- Other names: Kolouhanpa, Numit, Taohuireng, Taodanba, Ngantureng
- Affiliation: Sanamahism
- Major cult center: Moidangpok
- Abode: Heaven
- Symbol: Sun
- Day: Sunday
- Texts: Numit Kappa, Soupon Lailemma Loutalon, Wakoklon Heelel Thilen Salai Amailon Pukok Puya
- Gender: Male
- Region: Manipur
- Ethnic group: Meitei
- Festivals: Lai Haraoba

Equivalents
- Greek: Helios, Apollo
- Hindu: Surya
- Roman: Sol
- Egyptian: Ra

= Korouhanba =

Sun God in Meitei mythology

Korouhanba (ꯀꯣꯔꯧꯍꯟꯕ) is the God of the Sun, the Sky and the Heaven in Sanamahism, the indigenous religion of Manipur. He is also known as Taohuireng and is one of the two sun brothers in the Numit Kappa epic legend.
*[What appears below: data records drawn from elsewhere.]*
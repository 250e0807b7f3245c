pub mod user_dao;
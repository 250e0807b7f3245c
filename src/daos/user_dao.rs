// src/daos/user_dao.rs

use async_trait::async_trait;
use futures::stream::TryStreamExt;
use mongodb::{bson::doc, Collection};

use crate::models::user::User;

/// Data access for user records.
///
/// The service layer depends on this trait rather than a concrete store so
/// that tests can substitute an in-memory double.
#[async_trait]
pub trait UserDao: Send + Sync {
    /// Returns every stored username, in collection order.
    async fn find_all_usernames(&self) -> mongodb::error::Result<Vec<String>>;

    /// Persists a new user. Fails loudly on any storage error; no partial
    /// writes are observable.
    async fn save(&self, user: User) -> mongodb::error::Result<()>;
}

/// MongoDB-backed implementation of [`UserDao`].
#[derive(Clone)]
pub struct MongoUserDao {
    collection: Collection<User>,
}

impl MongoUserDao {
    pub fn new(collection: Collection<User>) -> Self {
        Self { collection }
    }
}

#[async_trait]
impl UserDao for MongoUserDao {
    async fn find_all_usernames(&self) -> mongodb::error::Result<Vec<String>> {
        let mut cursor = self.collection.find(doc! {}, None).await?;
        let mut usernames = Vec::new();
        while let Some(user) = cursor.try_next().await? {
            usernames.push(user.username);
        }
        Ok(usernames)
    }

    async fn save(&self, user: User) -> mongodb::error::Result<()> {
        self.collection.insert_one(&user, None).await?;
        Ok(())
    }
}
He is also called Ngantureng because of his ability to remove darkness. He is described as "Songbu Chiraitangba" — a physician who is bald headed.

== Description ==
According to the Meitei tradition, Korouhanba has a strong connection with the human body, human soul and also the origin of life. The human body is a lang (lit. trap). Inside the trap, the thawai polpi (lit. soul bird) is kept. When a person dies, the soul bird leaves the body and enters a new one. The process is called langon (lit. changing trap). The Polpilang Puya text describes the sun as the origin of life.

== Cults and pantheons ==
The Lai Haraoba festival is celebrated in the honor of God Korouhanba every year. The most significant shrine dedicated to Korouhanba is in Moidangpok town. The cults and pantheons dedicated to Korouhanba are mainly maintained by the Thokchom family. He has religious association with the Maring people.